Colbert’s 2016 Election Special Captured the Moment Trump Stopped Being Funny

Contrast that with the Colbert who tried to calm his audience’s nerves in 2016. “But now politics is everywhere, and that takes up precious brain space we could be using to remember all the things we actually have in common,” he said then, with an optimism that in hindsight reads as naïveté. “So whether your side won or lost, we don’t have to do this shit for a while.”

“We did this four years ago and we have learned a lot,” executive producer Chris Licht said in a recent interview with The Hollywood Reporter. Colbert and Licht will return again to Showtime on Tuesday night for another live election special, this time with the title of Stephen Colberts Election Night 2020: Democracys Last Stand: Building Back America Great Again Better 2020. There will be no audience this time, on account of the pandemic, and—Licht hopes—no surprises either.
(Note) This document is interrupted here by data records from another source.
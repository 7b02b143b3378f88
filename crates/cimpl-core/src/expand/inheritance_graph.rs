//! Inheritance graph over element definitions
//!
//! Nodes are element identifiers and every edge points from a child to one of
//! its bases. The graph serves two purposes during expansion:
//!
//! - reporting `basedOn` cycles once, up front, instead of rediscovering them
//!   during recursive expansion
//! - ordering the provenance pass so that every base is finished before any
//!   of its descendants
//!
//! # Example
//!
//! ```
//! use cimpl_core::expand::InheritanceGraph;
//! use cimpl_core::model::Identifier;
//!
//! let base = Identifier::new("shr.test", "Observation");
//! let child = Identifier::new("shr.test", "BodyWeight");
//!
//! let mut graph = InheritanceGraph::new();
//! graph.add_based_on(&child, &base);
//!
//! assert_eq!(graph.processing_order(), vec![base, child]);
//! ```

use crate::model::{DataElementRegistry, Identifier};
use petgraph::algo::{has_path_connecting, tarjan_scc};
use petgraph::graph::{DiGraph, NodeIndex};
use std::collections::HashMap;
use tracing::{debug, trace};

pub struct InheritanceGraph {
    /// Directed graph (node = element, edge = child -> base)
    graph: DiGraph<Identifier, ()>,
    node_map: HashMap<Identifier, NodeIndex>,
}

impl InheritanceGraph {
    pub fn new() -> Self {
        Self {
            graph: DiGraph::new(),
            node_map: HashMap::new(),
        }
    }

    /// Build the graph for every element of a registry
    ///
    /// TBD bases contribute no edge. Bases missing from the registry still
    /// become nodes so that lookups stay total.
    pub fn from_registry(registry: &DataElementRegistry) -> Self {
        let mut graph = Self::new();
        for identifier in registry.identifiers() {
            graph.add_node(identifier);
        }
        for element in registry.all() {
            for base in element.concrete_bases() {
                graph.add_based_on(&element.identifier, base);
            }
        }
        debug!(
            "Built inheritance graph with {} nodes and {} edges",
            graph.node_count(),
            graph.edge_count()
        );
        graph
    }

    /// Add a node, returning the existing index when already present
    pub fn add_node(&mut self, identifier: &Identifier) -> NodeIndex {
        if let Some(&idx) = self.node_map.get(identifier) {
            return idx;
        }
        let idx = self.graph.add_node(identifier.clone());
        self.node_map.insert(identifier.clone(), idx);
        idx
    }

    pub fn add_based_on(&mut self, child: &Identifier, base: &Identifier) {
        let child_idx = self.add_node(child);
        let base_idx = self.add_node(base);
        trace!("{} based on {}", child, base);
        self.graph.add_edge(child_idx, base_idx, ());
    }

    /// Whether `child` inherits, directly or transitively, from `ancestor`
    pub fn inherits_from(&self, child: &Identifier, ancestor: &Identifier) -> bool {
        match (self.node_map.get(child), self.node_map.get(ancestor)) {
            (Some(&from), Some(&to)) => from != to && has_path_connecting(&self.graph, from, to, None),
            _ => false,
        }
    }

    /// Every inheritance cycle, each closed by repeating its first element
    pub fn find_cycles(&self) -> Vec<Vec<Identifier>> {
        tarjan_scc(&self.graph)
            .into_iter()
            .filter(|scc| {
                scc.len() > 1 || (scc.len() == 1 && self.graph.contains_edge(scc[0], scc[0]))
            })
            .map(|mut scc| {
                scc.sort();
                let mut cycle: Vec<Identifier> =
                    scc.iter().map(|&idx| self.graph[idx].clone()).collect();
                if let Some(first) = cycle.first().cloned() {
                    cycle.push(first);
                }
                cycle
            })
            .collect()
    }

    /// All elements, bases before descendants; members of a cycle are
    /// grouped together in insertion order
    pub fn processing_order(&self) -> Vec<Identifier> {
        tarjan_scc(&self.graph)
            .into_iter()
            .flat_map(|mut scc| {
                scc.sort();
                scc.into_iter().map(|idx| self.graph[idx].clone())
            })
            .collect()
    }

    pub fn node_count(&self) -> usize {
        self.graph.node_count()
    }

    pub fn edge_count(&self) -> usize {
        self.graph.edge_count()
    }
}

impl Default for InheritanceGraph {
    fn default() -> Self {
        Self::new()
    }
}

/// Render a cycle as `A -> B -> A`
pub fn format_cycle(cycle: &[Identifier]) -> String {
    cycle
        .iter()
        .map(Identifier::fqn)
        .collect::<Vec<_>>()
        .join(" -> ")
}
//! Result type alias for fallible operations around the engine

use crate::error::CimplError;

/// Standard Result type for configuration, document and registry operations
pub type Result<T> = std::result::Result<T, CimplError>;
//! Configuration file discovery and loading

use super::ExpanderConfig;
use crate::error::CimplError;
use crate::result::Result;
use std::path::{Path, PathBuf};

const CONFIG_FILENAMES: &[&str] = &["cimpl.toml", "cimpl.yaml", "cimpl.yml", "cimpl.json"];

/// Configuration loader for discovering and loading config files
pub struct ConfigLoader;

impl ConfigLoader {
    /// Auto-discover config file by traversing upward from start_path
    ///
    /// Searches each directory for `cimpl.toml`, `cimpl.yaml`, `cimpl.yml`
    /// and `cimpl.json`, in that order, until one is found or the filesystem
    /// root is reached.
    pub fn auto_discover(start_path: &Path) -> Result<Option<PathBuf>> {
        let mut current = start_path
            .canonicalize()
            .map_err(|e| CimplError::config_error(format!("Invalid path: {e}")))?;

        loop {
            for filename in CONFIG_FILENAMES {
                let config_path = current.join(filename);
                if config_path.is_file() {
                    tracing::debug!("Found config: {}", config_path.display());
                    return Ok(Some(config_path));
                }
            }

            match current.parent() {
                Some(parent) => current = parent.to_path_buf(),
                None => break,
            }
        }

        Ok(None)
    }

    /// Load configuration from a specific file
    pub fn load_from_file(path: &Path) -> Result<ExpanderConfig> {
        ExpanderConfig::load(path).map_err(|e| {
            CimplError::config_error(format!(
                "Failed to load config from '{}': {}",
                path.display(),
                e
            ))
        })
    }

    /// Load config from an explicit path, or discover one
    ///
    /// Unlike an explicit path, a failed discovery is not an error: the
    /// engine runs with [`ExpanderConfig::default`].
    pub fn load(custom_path: Option<&Path>, start_dir: Option<&Path>) -> Result<ExpanderConfig> {
        if let Some(path) = custom_path {
            if !path.exists() {
                return Err(CimplError::config_error(format!(
                    "Config file not found: {}",
                    path.display()
                )));
            }
            return Self::load_from_file(path);
        }

        let search_dir = start_dir.unwrap_or_else(|| Path::new("."));
        match Self::auto_discover(search_dir)? {
            Some(path) => Self::load_from_file(&path),
            None => {
                tracing::debug!("No config file found, using defaults");
                Ok(ExpanderConfig::default())
            }
        }
    }
}
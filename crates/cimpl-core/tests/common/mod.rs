//! Shared model builders for the integration tests

#![allow(dead_code)]

use cimpl_core::config::ExpanderConfig;
use cimpl_core::expand::{Expansion, expand};
use cimpl_core::model::{
    Cardinality, Concept, DataElement, ElementMapping, Identifier, Specifications, Value, ValueSet,
    ValueSetRule,
};
use std::sync::Arc;

pub const UNITS_VS: &str = "http://example.org/vs/units";

pub fn id(name: &str) -> Identifier {
    Identifier::new("shr.test", name)
}

pub fn core(name: &str) -> Identifier {
    Identifier::new("shr.core", name)
}

pub fn units(card: Cardinality) -> Value {
    Value::identifiable(id("Units")).with_card(card)
}

/// Builds an unexpanded model one definition at a time
#[derive(Default)]
pub struct ModelBuilder {
    specs: Specifications,
}

impl ModelBuilder {
    pub fn new() -> Self {
        Self::default()
    }

    /// Empty elements for the common types used across the tests
    pub fn with_core_types(self) -> Self {
        self.element(DataElement::new(id("Quantity")))
            .element(DataElement::new(id("WeightQuantity")).with_based_on(id("Quantity")))
            .element(DataElement::new(id("Length")).with_based_on(id("Quantity")))
            .element(DataElement::new(id("Range")))
            .element(DataElement::new(id("Ratio")))
            .element(
                DataElement::new(id("Units"))
                    .with_value(Value::identifiable(Identifier::primitive("code")).with_card(Cardinality::bounded(1, 1))),
            )
            .element(DataElement::new(core("CodeableConcept")))
            .element(DataElement::new(core("Coding")))
    }

    pub fn element(mut self, element: DataElement) -> Self {
        self.specs.data_elements.add(element).unwrap();
        self
    }

    pub fn mapping(mut self, mapping: ElementMapping) -> Self {
        self.specs.maps.add(mapping).unwrap();
        self
    }

    pub fn units_value_set(mut self) -> Self {
        self.specs
            .value_sets
            .add(ValueSet {
                identifier: id("UnitsVS"),
                url: UNITS_VS.to_string(),
                description: None,
                rules: vec![ValueSetRule::IncludesCode {
                    code: Concept::new(Some("http://unitsofmeasure.org"), "kg"),
                }],
            })
            .unwrap();
        self
    }

    pub fn build(self) -> Specifications {
        self.specs
    }

    pub fn expand(self) -> Expansion {
        self.expand_with(&ExpanderConfig::default())
    }

    pub fn expand_with(self, config: &ExpanderConfig) -> Expansion {
        expand(&self.specs, config)
    }
}

pub fn element<'a>(expansion: &'a Expansion, name: &str) -> &'a Arc<DataElement> {
    expansion
        .specifications
        .data_elements
        .find(&id(name))
        .unwrap_or_else(|| panic!("{name} was not expanded"))
}

pub fn field<'a>(element: &'a DataElement, name: &str) -> &'a Value {
    element
        .field(&id(name))
        .unwrap_or_else(|| panic!("{} has no field {name}", element.identifier))
}

pub fn codes(expansion: &Expansion) -> Vec<u32> {
    expansion
        .diagnostics
        .diagnostics()
        .iter()
        .map(|d| d.code)
        .collect()
}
“We have spent an enormous amount of time preparing for all eventualities,” Licht explained. “So that has, I think, calmed our nerves a little bit. We are absolutely overprepared—he said naively. Whereas, four years ago we went into the night thinking, ‘Well, we have a pretty good idea of what’s going to happen.’”

Indeed, if the prior Colbert election special is remembered for anything, it is that shock. The episode played out like a car crash in slow motion, and it’s easy to see fragments of material on-air that were likely envisioned for a different result. Colbert, in fact, concluded his 2016 show with a litany of ideas Americans should, in theory, agree on despite political persuasions. Above all, he said, “we as a nation agree that we should never, ever have another election like this one.”

“Now please, get out there. Kiss a Democrat, go hug a Republican, give a Libertarian a reach-around. I don’t care,” he said as the crowd cheered. “The election is over.” If only it had turned out to be that simple.